Yarri Dème, principal at the USAID-financed middle school
in remote Salémata, discusses how he encouraged teachers and students to reach
a high level of academic performance. Photo by R. Nyberg, USAID |
Principal
Yarri Dème is passionate about education. For more than 20 years,
Dème, 57, has worked in the education sector in Senegal, starting as a
teacher in Thiès. Since 2006, he has been principal of a rural middle
school in the village of Salémata near Senegal’s southern border
with Guinea. Through training provided under USAID’s middle school
education project, Déme has been able to increase student success rates
by almost 25% -- a figure almost unheard of in student achievement.
From
his first day in Salémata, Dème faced a daunting task. USAID
had just built a rural middle school in a region where many students did not
go to middle school because of the distance they would have to travel to the
closest school. When the school was built, it provided the first opportunity
for many in that community to continue their education beyond the sixth grade. Parents
and students were so happy to have a middle school in their community that over
400 students enrolled. The new principal was faced with the challenges of meeting
the needs of these students while at the same time addressing such issues as
a dearth of material resources and how best to use untrained teachers.

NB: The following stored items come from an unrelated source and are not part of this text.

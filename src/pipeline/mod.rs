//! Pipeline stages for tiered PDF text extraction.
//!
//! Each submodule implements exactly one step. Strategies share a common
//! contract, [`ExtractionStrategy`], so the orchestrator is a short-circuiting
//! walk over an ordered list rather than a nest of conditionals.
//!
//! ## Data Flow
//!
//! ```text
//! bytes ──▶ validate ──▶ direct ──▶ (cloud launch) ──▶ local_ocr
//!                        │ text       │ queued           │ final
//!                        └─▶ done     └─▶ done           └─▶ done
//! ```
//!
//! 1. [`validate`]:  size / type gate, yields a [`validate::ValidatedPdf`]
//! 2. [`direct`]:    read the embedded text layer; declines on thin text
//! 3. [`crate::cloud::launch`]: upload + start an async job; declines on
//!    launch failure unless cloud-only
//! 4. [`local_ocr`]: rasterise + recognise page by page; always concludes
//!
//! Supporting modules: [`render`] (pdfium engine), [`recognise`] (tesseract),
//! [`scratch`] (scoped temp files).

pub mod direct;
pub mod local_ocr;
pub mod recognise;
pub mod render;
pub mod scratch;
pub mod validate;

use crate::error::{Fallthrough, PdfTextError};
use crate::output::ExtractionResult;
use async_trait::async_trait;
use validate::ValidatedPdf;

/// What a strategy made of the document.
#[derive(Debug)]
pub enum Attempt {
    /// The strategy produced the answer (final text or a queued job).
    Concluded(ExtractionResult),
    /// The strategy declined; the next one should try.
    Declined(Fallthrough),
}

/// One tier of the extraction chain.
///
/// Returning `Err` aborts the whole request; declining hands the document to
/// the next tier.
#[async_trait]
pub trait ExtractionStrategy: Send + Sync {
    /// Short name used in logs.
    fn name(&self) -> &'static str;

    async fn attempt(&self, pdf: &ValidatedPdf) -> Result<Attempt, PdfTextError>;
}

USAID was able to support Dème through training to middle school principals
and teachers in all 11 regions of Senegal. Along with the other principals
and teachers, Dème and his faculty profited from courses in managing the
classroom; student-centered learning techniques; ethics and professional behaviour;
and monitoring and evaluation. In all, USAID trained more than 7,600 teachers
and middle school principals throughout the country. “The training
really helped me,” attests Dème, a father of six children aged five
to 26. “It provided me with the knowledge of what it means to be a good
principal, and gave me the tools to become one.”
Principal Dème and the teachers of Salémata Middle School have
proven how training can impact student achievement. Before the training
of teachers and principals, the success rate of those students passing the 10th
grade certificate in Salémata was 55.3%; today it stands at 77.7%.
However, USAID did not limit its contribution to training. Recognizing
the lack of material resources such as textbooks, the education project revised
and updated math and science curricula and developed and printed new textbooks. Through
the President’s Africa Education Initiative, more than 500,000 new math
and science textbooks were distributed to all middle schools in Senegal.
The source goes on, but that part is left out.